▶ **Provided entries**
####################

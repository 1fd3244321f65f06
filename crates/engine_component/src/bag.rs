//! Unordered, duplicate-permitting component storage for a single entity.
//!
//! A [`Bag`] owns every component attached to one entity. Components are
//! addressed by the [`ComponentHandle`] issued when they were added; removal
//! swap-removes by position, so insertion order is not preserved.

use std::any::Any;

use serde::{Deserialize, Serialize};
use tracing::trace;

use crate::component::{Component, ComponentTypeId};
use crate::entity::EntityId;

/// Addresses one component inside one entity's [`Bag`].
///
/// Handles are scoped to their owner: a handle issued by one bag never matches
/// a component in another, and serials are never reused by the same bag, not
/// even after [`Bag::clear`].
#[derive(Debug, Clone, Copy, PartialEq, Eq, Hash, PartialOrd, Ord, Serialize, Deserialize)]
pub struct ComponentHandle {
    /// The entity whose bag issued this handle.
    pub owner: EntityId,
    /// Per-bag serial number.
    pub serial: u64,
}

impl std::fmt::Display for ComponentHandle {
    fn fmt(&self, f: &mut std::fmt::Formatter<'_>) -> std::fmt::Result {
        write!(f, "{}#{}", self.owner, self.serial)
    }
}

/// One stored component with its handle and type metadata.
struct Slot {
    handle: ComponentHandle,
    type_id: ComponentTypeId,
    type_name: &'static str,
    value: Box<dyn Any + Send + Sync>,
}

impl Slot {
    fn is<T: Component>(&self) -> bool {
        self.type_id == T::component_type_id() && self.value.is::<T>()
    }
}

/// The component container owned by a single entity.
pub struct Bag {
    owner: EntityId,
    next_serial: u64,
    slots: Vec<Slot>,
}

impl Bag {
    /// Create an empty bag for the given owner.
    #[must_use]
    pub fn new(owner: EntityId) -> Self {
        Self {
            owner,
            next_serial: 0,
            slots: Vec::new(),
        }
    }

    /// Add a component. No uniqueness check is made: several components of
    /// the same type may coexist.
    pub fn add<T: Component>(&mut self, component: T) -> ComponentHandle {
        let handle = ComponentHandle {
            owner: self.owner,
            serial: self.next_serial,
        };
        self.next_serial += 1;
        self.slots.push(Slot {
            handle,
            type_id: T::component_type_id(),
            type_name: T::type_name(),
            value: Box::new(component),
        });
        handle
    }

    fn position(&self, handle: ComponentHandle) -> Option<usize> {
        if handle.owner != self.owner {
            return None;
        }
        self.slots.iter().position(|slot| slot.handle == handle)
    }

    /// Remove the component addressed by `handle`, dropping it.
    ///
    /// Returns `false` (and changes nothing) if the handle does not address a
    /// component in this bag.
    pub fn remove(&mut self, handle: ComponentHandle) -> bool {
        match self.position(handle) {
            Some(index) => {
                self.slots.swap_remove(index);
                true
            }
            None => {
                trace!(owner = %self.owner, %handle, "remove of absent component ignored");
                false
            }
        }
    }

    /// Remove and return the component addressed by `handle` if it is a `T`.
    ///
    /// The bag is left untouched when the handle is absent or addresses a
    /// component of another type.
    pub fn take<T: Component>(&mut self, handle: ComponentHandle) -> Option<T> {
        let index = self.position(handle)?;
        if !self.slots[index].is::<T>() {
            return None;
        }
        let slot = self.slots.swap_remove(index);
        slot.value.downcast::<T>().ok().map(|boxed| *boxed)
    }

    /// Drop every component. The bag stays usable afterwards.
    pub fn clear(&mut self) {
        self.slots.clear();
    }

    /// Returns `true` if `handle` addresses a component in this bag.
    #[must_use]
    pub fn contains(&self, handle: ComponentHandle) -> bool {
        self.position(handle).is_some()
    }

    /// Returns the first component of type `T`, if any.
    #[must_use]
    pub fn find<T: Component>(&self) -> Option<&T> {
        self.slots
            .iter()
            .find(|slot| slot.is::<T>())
            .and_then(|slot| slot.value.downcast_ref::<T>())
    }

    /// Returns a mutable reference to the first component of type `T`, if any.
    #[must_use]
    pub fn find_mut<T: Component>(&mut self) -> Option<&mut T> {
        self.slots
            .iter_mut()
            .find(|slot| slot.is::<T>())
            .and_then(|slot| slot.value.downcast_mut::<T>())
    }

    /// Returns the component addressed by `handle` if it is a `T`.
    #[must_use]
    pub fn get<T: Component>(&self, handle: ComponentHandle) -> Option<&T> {
        let index = self.position(handle)?;
        self.slots[index].value.downcast_ref::<T>()
    }

    /// Returns a mutable reference to the component addressed by `handle` if
    /// it is a `T`.
    #[must_use]
    pub fn get_mut<T: Component>(&mut self, handle: ComponentHandle) -> Option<&mut T> {
        let index = self.position(handle)?;
        self.slots[index].value.downcast_mut::<T>()
    }

    /// Returns `true` if at least one component of type `T` is present.
    #[must_use]
    pub fn has<T: Component>(&self) -> bool {
        self.slots.iter().any(Slot::is::<T>)
    }

    /// Returns the number of components of type `T`.
    #[must_use]
    pub fn count<T: Component>(&self) -> usize {
        self.slots.iter().filter(|slot| slot.is::<T>()).count()
    }

    /// Iterate over every component of type `T`.
    pub fn iter_of<T: Component>(&self) -> impl Iterator<Item = &T> {
        self.slots
            .iter()
            .filter_map(|slot| slot.value.downcast_ref::<T>())
    }

    /// Iterate over the handle and type ID of every stored component.
    pub fn iter(&self) -> impl Iterator<Item = (ComponentHandle, ComponentTypeId)> + '_ {
        self.slots.iter().map(|slot| (slot.handle, slot.type_id))
    }

    /// Returns the type names of the stored components.
    pub fn type_names(&self) -> impl Iterator<Item = &'static str> + '_ {
        self.slots.iter().map(|slot| slot.type_name)
    }

    /// Returns the number of stored components.
    #[must_use]
    pub fn len(&self) -> usize {
        self.slots.len()
    }

    /// Returns `true` if the bag holds no components.
    #[must_use]
    pub fn is_empty(&self) -> bool {
        self.slots.is_empty()
    }
}

impl std::fmt::Debug for Bag {
    fn fmt(&self, f: &mut std::fmt::Formatter<'_>) -> std::fmt::Result {
        f.debug_struct("Bag")
            .field("owner", &self.owner)
            .field("components", &self.type_names().collect::<Vec<_>>())
            .finish()
    }
}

####################

▶ **What to work on**
Write out every record verbatim.

▶ **Result below**
repository 1fd3244321f65f06
filename crates/engine_component/src/bag.rs
//! Unordered, duplicate-permitting component storage for a single entity.
//!
//! A [`Bag`] owns every component attached to one entity. Components are
//! addressed by the [`ComponentHandle`] issued when they were added; removal
//! swap-removes by position, so insertion order is not preserved.

use std::any::Any;

use serde::{Deserialize, Serialize};
use tracing::trace;

use crate::component::{Component, ComponentTypeId};
use crate::entity::EntityId;

/// Addresses one component inside one entity's [`Bag`].
///
/// Handles are scoped to their owner: a handle issued by one bag never matches
/// a component in another, and serials are never reused by the same bag, not
/// even after [`Bag::clear`].
#[derive(Debug, Clone, Copy, PartialEq, Eq, Hash, PartialOrd, Ord, Serialize, Deserialize)]
pub struct ComponentHandle {
    /// The entity whose bag issued this handle.
    pub owner: EntityId,
    /// Per-bag serial number.
    pub serial: u64,
}

impl std::fmt::Display for ComponentHandle {
    fn fmt(&self, f: &mut std::fmt::Formatter<'_>) -> std::fmt::Result {
        write!(f, "{}#{}", self.owner, self.serial)
    }
}

/// One stored component with its handle and type metadata.
struct Slot {
    handle: ComponentHandle,
    type_id: ComponentTypeId,
    type_name: &'static str,
    value: Box<dyn Any + Send + Sync>,
}

impl Slot {
    fn is<T: Component>(&self) -> bool {
        self.type_id == T::component_type_id() && self.value.is::<T>()
    }
}

/// The component container owned by a single entity.
pub struct Bag {
    owner: EntityId,
    next_serial: u64,
    slots: Vec<Slot>,
}

impl Bag {
    /// Create an empty bag for the given owner.
    #[must_use]
    pub fn new(owner: EntityId) -> Self {
        Self {
            owner,
            next_serial: 0,
            slots: Vec::new(),
        }
    }

    /// Add a component. No uniqueness check is made: several components of
    /// the same type may coexist.
    pub fn add<T: Component>(&mut self, component: T) -> ComponentHandle {
        let handle = ComponentHandle {
            owner: self.owner,
            serial: self.next_serial,
        };
        self.next_serial += 1;
        self.slots.push(Slot {
            handle,
            type_id: T::component_type_id(),
            type_name: T::type_name(),
            value: Box::new(component),
        });
        handle
    }

    fn position(&self, handle: ComponentHandle) -> Option<usize> {
        if handle.owner != self.owner {
            return None;
        }
        self.slots.iter().position(|slot| slot.handle == handle)
    }

    /// Remove the component addressed by `handle`, dropping it.
    ///
    /// Returns `false` (and changes nothing) if the handle does not address a
    /// component in this bag.
    pub fn remove(&mut self, handle: ComponentHandle) -> bool {
        match self.position(handle) {
            Some(index) => {
                self.slots.swap_remove(index);
                true
            }
            None => {
                trace!(owner = %self.owner, %handle, "remove of absent component ignored");
                false
            }
        }
    }

    /// Remove and return the component addressed by `handle` if it is a `T`.
    ///
    /// The bag is left untouched when the handle is absent or addresses a
    /// component of another type.
    pub fn take<T: Component>(&mut self, handle: ComponentHandle) -> Option<T> {
        let index = self.position(handle)?;
        if !self.slots[index].is::<T>() {
            return None;
        }
        let slot = self.slots.swap_remove(index);
        slot.value.downcast::<T>().ok().map(|boxed| *boxed)
    }

    /// Drop every component. The bag stays usable afterwards.
    pub fn clear(&mut self) {
        self.slots.clear();
    }

    /// Returns `true` if `handle` addresses a component in this bag.
    #[must_use]
    pub fn contains(&self, handle: ComponentHandle) -> bool {
        self.position(handle).is_some()
    }

    /// Returns the first component of type `T`, if any.
    #[must_use]
    pub fn find<T: Component>(&self) -> Option<&T> {
        self.slots
            .iter()
            .find(|slot| slot.is::<T>())
            .and_then(|slot| slot.value.downcast_ref::<T>())
    }

    /// Returns a mutable reference to the first component of type `T`, if any.
    #[must_use]
    pub fn find_mut<T: Component>(&mut self) -> Option<&mut T> {
        self.slots
            .iter_mut()
            .find(|slot| slot.is::<T>())
            .and_then(|slot| slot.value.downcast_mut::<T>())
    }

    /// Returns the component addressed by `handle` if it is a `T`.
    #[must_use]
    pub fn get<T: Component>(&self, handle: ComponentHandle) -> Option<&T> {
        let index = self.position(handle)?;
        self.slots[index].value.downcast_ref::<T>()
    }

    /// Returns a mutable reference to the component addressed by `handle` if
    /// it is a `T`.
    #[must_use]
    pub fn get_mut<T: Component>(&mut self, handle: ComponentHandle) -> Option<&mut T> {
        let index = self.position(handle)?;
        self.slots[index].value.downcast_mut::<T>()
    }

    /// Returns `true` if at least one component of type `T` is present.
    #[must_use]
    pub fn has<T: Component>(&self) -> bool {
        self.slots.iter().any(Slot::is::<T>)
    }

    /// Returns the number of components of type `T`.
    #[must_use]
    pub fn count<T: Component>(&self) -> usize {
        self.slots.iter().filter(|slot| slot.is::<T>()).count()
    }

    /// Iterate over every component of type `T`.
    pub fn iter_of<T: Component>(&self) -> impl Iterator<Item = &T> {
        self.slots
            .iter()
            .filter_map(|slot| slot.value.downcast_ref::<T>())
    }

    /// Iterate over the handle and type ID of every stored component.
    pub fn iter(&self) -> impl Iterator<Item = (ComponentHandle, ComponentTypeId)> + '_ {
        self.slots.iter().map(|slot| (slot.handle, slot.type_id))
    }

    /// Returns the type names of the stored components.
    pub fn type_names(&self) -> impl Iterator<Item = &'static str> + '_ {
        self.slots.iter().map(|slot| slot.type_name)
    }

    /// Returns the number of stored components.
    #[must_use]
    pub fn len(&self) -> usize {
        self.slots.len()
    }

    /// Returns `true` if the bag holds no components.
    #[must_use]
    pub fn is_empty(&self) -> bool {
        self.slots.is_empty()
    }
}

impl std::fmt::Debug for Bag {
    fn fmt(&self, f: &mut std::fmt::Formatter<'_>) -> std::fmt::Result {
        f.debug_struct("Bag")
            .field("owner", &self.owner)
            .field("components", &self.type_names().collect::<Vec<_>>())
            .finish()
    }
}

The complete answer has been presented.